The first state to shut down fully reopens

California was the first state to issue a stay-at-home order over coronavirus concerns. And now, 15 months later, it is fully reopening.

As of Tuesday, capacity limitations and social distancing requirements for all businesses will be lifted. Though large events, like concerts, conventions, and sports will still have some restrictions, including vaccine verification requirements for those attending indoor events with 5,000 people or more and recommendations for outdoor events with more than 10,000 attendees.

California has administered nearly 40 million vaccines, and about 72% of the state’s population is at least partially vaccinated, Gov. Gavin Newsom said Monday. Approximately 47% of the state’s residents are fully vaccinated.

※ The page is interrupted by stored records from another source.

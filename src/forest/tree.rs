//! Cascade tree construction.
//!
//! A cascade tree is built bottom-up: the ordered leaf identifiers are
//! repeatedly chunked into groups of at most `merge_factor` until a single
//! group remains, then the nested grouping is flattened into a per-depth
//! registry of node paths. Grouping by a fixed factor keeps merge fan-in
//! bounded and tree height logarithmic in the leaf count.

use std::collections::BTreeMap;

use serde::{Deserialize, Serialize};

use crate::error::CascadeError;
use crate::types::{Branch, Depth, NodePath};

/// One k-ary reduction tree over a contiguous slice of leaves.
///
/// Maps each depth to the ordered nodes at that depth. Depth 0 holds the
/// single final-merge node; the maximum depth present is the leaf-merge
/// layer, whose nodes consume raw leaves directly.
#[derive(Debug, Clone, PartialEq, Eq, Serialize, Deserialize)]
pub struct CascadeTree {
    layers: BTreeMap<Depth, Vec<NodePath>>,
    leaf_count: usize,
    merge_factor: usize,
}

/// Intermediate nested-grouping structure produced by the chunking passes.
/// Leaves are identified by position, left to right.
#[derive(Debug, Clone)]
enum Grouping {
    Leaf,
    Group(Vec<Grouping>),
}

impl CascadeTree {
    /// Builds the reduction tree for `leaf_count` leaves.
    ///
    /// A tree with at most one leaf degenerates to a single depth-0 node
    /// with the empty path, which is both the root and the leaf-merge node.
    ///
    /// # Errors
    ///
    /// `InvalidMergeFactor` if `merge_factor < 2`.
    pub fn build(leaf_count: usize, merge_factor: usize) -> Result<Self, CascadeError> {
        if merge_factor < 2 {
            return Err(CascadeError::InvalidMergeFactor(merge_factor));
        }

        let mut layers: BTreeMap<Depth, Vec<NodePath>> = BTreeMap::new();

        if leaf_count <= 1 {
            layers.insert(Depth::ROOT, vec![NodePath::root()]);
            return Ok(CascadeTree {
                layers,
                leaf_count,
                merge_factor,
            });
        }

        // Chunk the leaf sequence until a single group remains. Each pass is
        // one level of grouping; the final pass produces the depth-0 node.
        let mut groups: Vec<Grouping> = (0..leaf_count).map(|_| Grouping::Leaf).collect();
        while groups.len() > 1 {
            groups = groups
                .chunks(merge_factor)
                .map(|chunk| Grouping::Group(chunk.to_vec()))
                .collect();
        }

        // Flatten by depth-first traversal. The outer position (empty path)
        // is not itself a node; each descent into child `i` appends `i` and
        // records the extended path. Raw leaves are never recorded.
        let mut paths = Vec::new();
        flatten(&Grouping::Group(groups), None, &mut paths);

        for path in paths {
            layers.entry(path.depth()).or_default().push(path);
        }

        Ok(CascadeTree {
            layers,
            leaf_count,
            merge_factor,
        })
    }

    /// The number of leaves this tree serves.
    pub fn leaf_count(&self) -> usize {
        self.leaf_count
    }

    pub fn merge_factor(&self) -> usize {
        self.merge_factor
    }

    /// The leaf-merge depth: the deepest layer present.
    pub fn max_depth(&self) -> Depth {
        // layers is never empty: even the degenerate tree has a depth-0 node
        *self
            .layers
            .keys()
            .next_back()
            .expect("a cascade tree always has at least the root layer")
    }

    /// The ordered nodes at a depth, or `None` for an absent layer.
    pub fn layer(&self, depth: Depth) -> Option<&[NodePath]> {
        self.layers.get(&depth).map(Vec::as_slice)
    }

    /// The node at (depth, branch), if present.
    pub fn node(&self, depth: Depth, branch: Branch) -> Option<&NodePath> {
        self.layers.get(&depth)?.get(branch.0)
    }

    /// The total number of nodes across all layers.
    pub fn node_count(&self) -> usize {
        self.layers.values().map(Vec::len).sum()
    }

    /// All children of (depth, branch) at `depth + 1`, in discovery order,
    /// keyed by their own branch numbers.
    ///
    /// Children are the nodes one layer deeper whose parent truncation
    /// equals this node's path. Leaf-merge nodes have no children.
    pub fn children_of(&self, depth: Depth, branch: Branch) -> Vec<(Branch, &NodePath)> {
        let Some(parent) = self.node(depth, branch) else {
            return Vec::new();
        };
        let Some(next_layer) = self.layers.get(&depth.deeper()) else {
            return Vec::new();
        };
        next_layer
            .iter()
            .enumerate()
            .filter(|(_, child)| parent.is_parent_of(child))
            .map(|(i, child)| (Branch(i), child))
            .collect()
    }

    /// The leaf-merge node owning a tree-local leaf index.
    ///
    /// Inverse of the leaf-range encoding: leaf-merge nodes appear in layer
    /// order of the chunks of the first grouping pass, so the owning branch
    /// is `leaf / merge_factor`.
    pub fn leaf_owner(&self, leaf_in_tree: usize) -> Option<(Branch, &NodePath)> {
        if leaf_in_tree >= self.leaf_count {
            return None;
        }
        let branch = Branch(leaf_in_tree / self.merge_factor);
        let path = self.node(self.max_depth(), branch)?;
        Some((branch, path))
    }
}

fn flatten(group: &Grouping, path: Option<NodePath>, out: &mut Vec<NodePath>) {
    let Grouping::Group(children) = group else {
        return;
    };
    let base = match path {
        None => NodePath::root(),
        Some(path) => {
            out.push(path.clone());
            path
        }
    };
    for (i, child) in children.iter().enumerate() {
        flatten(child, Some(base.child(i)), out);
    }
}

#[cfg(test)]
mod tests {
    use super::*;
    use crate::types::LeafRange;
    use proptest::prelude::*;

    fn leaf_ranges(tree: &CascadeTree) -> Vec<LeafRange> {
        tree.layer(tree.max_depth())
            .unwrap()
            .iter()
            .map(|path| path.leaf_range(tree.merge_factor(), 0, tree.leaf_count()))
            .collect()
    }

    #[test]
    fn rejects_merge_factor_below_two() {
        assert!(matches!(
            CascadeTree::build(4, 1),
            Err(CascadeError::InvalidMergeFactor(1))
        ));
        assert!(matches!(
            CascadeTree::build(4, 0),
            Err(CascadeError::InvalidMergeFactor(0))
        ));
    }

    #[test]
    fn nine_leaves_factor_three() {
        let tree = CascadeTree::build(9, 3).unwrap();

        assert_eq!(tree.max_depth(), Depth(1));
        assert_eq!(tree.layer(Depth(0)).unwrap().len(), 1);
        assert_eq!(tree.layer(Depth(1)).unwrap().len(), 3);
        assert_eq!(
            leaf_ranges(&tree),
            vec![
                LeafRange::new(0, 3),
                LeafRange::new(3, 6),
                LeafRange::new(6, 9),
            ]
        );
    }

    #[test]
    fn ten_leaves_factor_three_has_short_last_chunk() {
        let tree = CascadeTree::build(10, 3).unwrap();

        assert_eq!(tree.max_depth(), Depth(2));
        assert_eq!(tree.layer(Depth(0)).unwrap().len(), 1);
        assert_eq!(
            leaf_ranges(&tree),
            vec![
                LeafRange::new(0, 3),
                LeafRange::new(3, 6),
                LeafRange::new(6, 9),
                LeafRange::new(9, 10),
            ]
        );
    }

    #[test]
    fn single_leaf_degenerates_to_one_root_node() {
        let tree = CascadeTree::build(1, 2).unwrap();

        assert_eq!(tree.node_count(), 1);
        assert_eq!(tree.max_depth(), Depth(0));
        assert_eq!(tree.node(Depth(0), Branch(0)), Some(&NodePath::root()));
        assert!(tree.children_of(Depth(0), Branch(0)).is_empty());
        assert_eq!(leaf_ranges(&tree), vec![LeafRange::new(0, 1)]);
    }

    #[test]
    fn zero_leaves_degenerates_to_one_empty_node() {
        let tree = CascadeTree::build(0, 2).unwrap();

        assert_eq!(tree.node_count(), 1);
        assert_eq!(leaf_ranges(&tree), vec![LeafRange::new(0, 0)]);
    }

    #[test]
    fn children_partition_the_next_layer() {
        let tree = CascadeTree::build(10, 3).unwrap();

        // Depth-1 children of the root are all depth-1 nodes.
        let children = tree.children_of(Depth(0), Branch(0));
        assert_eq!(children.len(), tree.layer(Depth(1)).unwrap().len());

        // Depth-2 children of the two depth-1 nodes are disjoint and cover
        // the whole leaf-merge layer.
        let left = tree.children_of(Depth(1), Branch(0));
        let right = tree.children_of(Depth(1), Branch(1));
        assert_eq!(left.len(), 3);
        assert_eq!(right.len(), 1);
        assert_eq!(
            left.len() + right.len(),
            tree.layer(Depth(2)).unwrap().len()
        );
        assert!(left.iter().all(|(b, _)| !right.iter().any(|(rb, _)| rb == b)));
    }

    #[test]
    fn leaf_owner_inverts_leaf_range() {
        let tree = CascadeTree::build(10, 3).unwrap();

        for leaf in 0..10 {
            let (branch, path) = tree.leaf_owner(leaf).unwrap();
            let range = path.leaf_range(3, 0, 10);
            assert!(range.contains(leaf), "leaf {} not in {}", leaf, range);
            assert_eq!(tree.node(tree.max_depth(), branch), Some(path));
        }
        assert!(tree.leaf_owner(10).is_none());
    }

    proptest! {
        #[test]
        fn root_layer_has_exactly_one_node(n in 0usize..200, k in 2usize..6) {
            let tree = CascadeTree::build(n, k).unwrap();
            prop_assert_eq!(tree.layer(Depth(0)).unwrap().len(), 1);
        }

        #[test]
        fn leaf_ranges_partition_without_gaps(n in 0usize..200, k in 2usize..6) {
            let tree = CascadeTree::build(n, k).unwrap();
            let ranges = leaf_ranges(&tree);

            let mut expected_start = 0;
            for range in &ranges {
                prop_assert_eq!(range.start, expected_start);
                expected_start = range.end;
            }
            prop_assert_eq!(expected_start, n);
        }

        #[test]
        fn every_internal_node_has_children(n in 2usize..200, k in 2usize..6) {
            let tree = CascadeTree::build(n, k).unwrap();
            let max_depth = tree.max_depth();

            for depth in 0..max_depth.0 {
                let depth = Depth(depth);
                for branch in 0..tree.layer(depth).unwrap().len() {
                    let children = tree.children_of(depth, Branch(branch));
                    prop_assert!(!children.is_empty());
                    prop_assert!(children.len() <= k);
                }
            }
        }

        #[test]
        fn children_are_disjoint_and_cover_layers(n in 2usize..200, k in 2usize..6) {
            let tree = CascadeTree::build(n, k).unwrap();
            let max_depth = tree.max_depth();

            for depth in 0..max_depth.0 {
                let depth = Depth(depth);
                let mut seen = std::collections::BTreeSet::new();
                for branch in 0..tree.layer(depth).unwrap().len() {
                    for (child_branch, _) in tree.children_of(depth, Branch(branch)) {
                        prop_assert!(seen.insert(child_branch), "child claimed twice");
                    }
                }
                prop_assert_eq!(seen.len(), tree.layer(depth.deeper()).unwrap().len());
            }
        }

        #[test]
        fn tree_height_is_logarithmic(n in 2usize..200, k in 2usize..6) {
            let tree = CascadeTree::build(n, k).unwrap();
            // ceil(log_k n), computed without floating point
            let mut expected = 0;
            let mut remaining = n;
            while remaining > 1 {
                remaining = remaining.div_ceil(k);
                expected += 1;
            }
            prop_assert_eq!(tree.max_depth().0 + 1, expected);
        }
    }
}
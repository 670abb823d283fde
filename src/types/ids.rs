//! Newtype wrappers for cascade coordinates.
//!
//! These types prevent accidental mixing of the three coordinate axes (e.g.
//! using a branch number where a depth is expected) and make the code more
//! self-documenting.

use serde::{Deserialize, Serialize};
use std::fmt;

/// The index of a cascade tree within the forest.
#[derive(Debug, Clone, Copy, PartialEq, Eq, PartialOrd, Ord, Hash, Serialize, Deserialize)]
#[serde(transparent)]
pub struct TreeIndex(pub usize);

impl fmt::Display for TreeIndex {
    fn fmt(&self, f: &mut fmt::Formatter<'_>) -> fmt::Result {
        write!(f, "{}", self.0)
    }
}

impl From<usize> for TreeIndex {
    fn from(n: usize) -> Self {
        TreeIndex(n)
    }
}

/// The depth of a node in its tree.
///
/// Depth 0 is the root (final merge); depth increases toward the raw leaves.
/// The deepest layer present in a tree is the leaf-merge depth, whose nodes
/// consume raw input artifacts directly.
#[derive(Debug, Clone, Copy, PartialEq, Eq, PartialOrd, Ord, Hash, Serialize, Deserialize)]
#[serde(transparent)]
pub struct Depth(pub usize);

impl Depth {
    /// The root layer of a tree.
    pub const ROOT: Depth = Depth(0);

    /// The next layer away from the root, toward the leaves.
    pub fn deeper(self) -> Depth {
        Depth(self.0 + 1)
    }
}

impl fmt::Display for Depth {
    fn fmt(&self, f: &mut fmt::Formatter<'_>) -> fmt::Result {
        write!(f, "{}", self.0)
    }
}

impl From<usize> for Depth {
    fn from(n: usize) -> Self {
        Depth(n)
    }
}

/// A node's enumeration index among its depth-siblings within one tree.
///
/// Branch numbers are only unique within a (tree, depth) pair, not globally.
#[derive(Debug, Clone, Copy, PartialEq, Eq, PartialOrd, Ord, Hash, Serialize, Deserialize)]
#[serde(transparent)]
pub struct Branch(pub usize);

impl fmt::Display for Branch {
    fn fmt(&self, f: &mut fmt::Formatter<'_>) -> fmt::Result {
        write!(f, "{}", self.0)
    }
}

impl From<usize> for Branch {
    fn from(n: usize) -> Self {
        Branch(n)
    }
}

/// A half-open interval `[start, end)` of global leaf indices.
#[derive(Debug, Clone, Copy, PartialEq, Eq, Hash, Serialize, Deserialize)]
pub struct LeafRange {
    pub start: usize,
    pub end: usize,
}

impl LeafRange {
    pub fn new(start: usize, end: usize) -> Self {
        debug_assert!(start <= end, "leaf range must not be inverted");
        LeafRange { start, end }
    }

    /// The number of leaves in the range.
    pub fn len(&self) -> usize {
        self.end - self.start
    }

    /// Returns true if the range covers no leaves.
    pub fn is_empty(&self) -> bool {
        self.start == self.end
    }

    /// Returns true if the global leaf index falls inside the range.
    pub fn contains(&self, leaf: usize) -> bool {
        self.start <= leaf && leaf < self.end
    }
}

impl fmt::Display for LeafRange {
    fn fmt(&self, f: &mut fmt::Formatter<'_>) -> fmt::Result {
        write!(f, "[{}, {})", self.start, self.end)
    }
}

#[cfg(test)]
mod tests {
    use super::*;

    mod leaf_range {
        use super::*;
        use proptest::prelude::*;

        proptest! {
            #[test]
            fn serde_roundtrip(start in 0usize..1000, len in 0usize..1000) {
                let range = LeafRange::new(start, start + len);
                let json = serde_json::to_string(&range).unwrap();
                let parsed: LeafRange = serde_json::from_str(&json).unwrap();
                prop_assert_eq!(range, parsed);
            }

            #[test]
            fn len_matches_bounds(start in 0usize..1000, len in 0usize..1000) {
                let range = LeafRange::new(start, start + len);
                prop_assert_eq!(range.len(), len);
                prop_assert_eq!(range.is_empty(), len == 0);
            }

            #[test]
            fn contains_matches_bounds(start in 0usize..1000, len in 1usize..1000) {
                let range = LeafRange::new(start, start + len);
                prop_assert!(range.contains(start));
                prop_assert!(range.contains(start + len - 1));
                prop_assert!(!range.contains(start + len));
                if start > 0 {
                    prop_assert!(!range.contains(start - 1));
                }
            }
        }
    }

    mod coordinates {
        use super::*;
        use proptest::prelude::*;

        proptest! {
            #[test]
            fn tree_index_serde_roundtrip(n: usize) {
                let tree = TreeIndex(n);
                let json = serde_json::to_string(&tree).unwrap();
                let parsed: TreeIndex = serde_json::from_str(&json).unwrap();
                prop_assert_eq!(tree, parsed);
            }

            #[test]
            fn display_is_plain_number(n: usize) {
                prop_assert_eq!(format!("{}", TreeIndex(n)), n.to_string());
                prop_assert_eq!(format!("{}", Depth(n)), n.to_string());
                prop_assert_eq!(format!("{}", Branch(n)), n.to_string());
            }
        }

        #[test]
        fn deeper_steps_away_from_root() {
            assert_eq!(Depth::ROOT.deeper(), Depth(1));
            assert_eq!(Depth(3).deeper(), Depth(4));
        }
    }
}
//! Hierarchical merge-cascade scheduler.
//!
//! Given N independently produced leaf artifacts, this crate builds one or
//! more balanced k-ary reduction trees, gives every tree node a stable
//! addressable identifier, and declares, as plain data, the recursive
//! dependency contract an external work-execution engine needs to run the
//! merges in the correct order, culminating in one final artifact per tree.
//!
//! The crate is concurrency-agnostic: it only declares the dependency
//! graph. Scheduling, retries, and distribution belong to the engine; merge
//! semantics belong to the caller, supplied through the [`MergeCascade`]
//! trait. Artifact content is opaque throughout.
//!
//! # Sketch
//!
//! ```ignore
//! let controller = ForestController::new(my_cascade);
//! let forest = controller.resolve_forest(n_leaves)?;
//!
//! // The engine expands each layer into nodes and asks each node what it
//! // needs; `requires()` points at leaves or at children one depth deeper.
//! for node in controller.branches_at(TreeIndex(0), depth)? {
//!     match node.requires()? {
//!         NodeRequirement::Leaves { range, requirement } => { /* schedule upstream work */ }
//!         NodeRequirement::Children(children) => { /* schedule child merges first */ }
//!     }
//! }
//!
//! // Once a node's inputs are durably materialized:
//! node.run(inputs, &LogSink)?;
//! ```

pub mod cascade;
pub mod error;
pub mod forest;
pub mod replica;
pub mod target;
pub mod types;

// Re-export the primary API surface
pub use cascade::{
    BranchNode, CascadeEvent, CascadeOutput, ForestController, LogSink, MergeCascade, NodeInputs,
    NodeRequirement, ProgressSink, WorkflowRequirement,
};
pub use error::{CascadeError, MergeError};
pub use forest::{CascadeForest, CascadeTree};
pub use replica::ReplicaSet;
pub use target::{Directory, LocalDirectory, LocalTarget, StorageError, Target};
pub use types::{Branch, Depth, LeafRange, NodeCoordinates, NodePath, TreeIndex};
//! Mock repository implementations for isolating services in tests.

use async_trait::async_trait;
use mockall::mock;

use crate::domain::client::ClientPage;
use crate::domain::types::Theme;
use crate::repository::errors::RepositoryResult;
use crate::repository::{ClientListQuery, ClientReader, ThemeStore};

mock! {
    pub Repository {}

    #[async_trait]
    impl ClientReader for Repository {
        async fn fetch_clients(&self, query: &ClientListQuery) -> RepositoryResult<ClientPage>;
    }

    impl ThemeStore for Repository {
        fn load_theme(&self) -> RepositoryResult<Option<Theme>>;
        fn save_theme(&self, theme: Theme) -> RepositoryResult<()>;
    }
}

There will be no so-called vaccine passport, but Newsom plans to announce an electronic version of state’s vaccine cards later this week.

California has invested a whopping $116.5 million in incentives, offering gift cards and cash prizes. Tuesday, state officials will hold a drawing where 10 people who have been vaccinated will each win a $1.5 million grand prize.

Unvaccinated people will still be required to wear face coverings in indoor public settings, but those who are inoculated can go without a mask in most situations.

Masks will still be mandated in certain places, including on public transportation and indoors in hospitals and jails.

Businesses can require masks at their discretion, and Cal/OSHA is set to adopt new rules for face coverings in the workplace, but because that isn’t expected until the end of June, Newsom indicated he will sign an executive order later this week “to clear up any ambiguity.”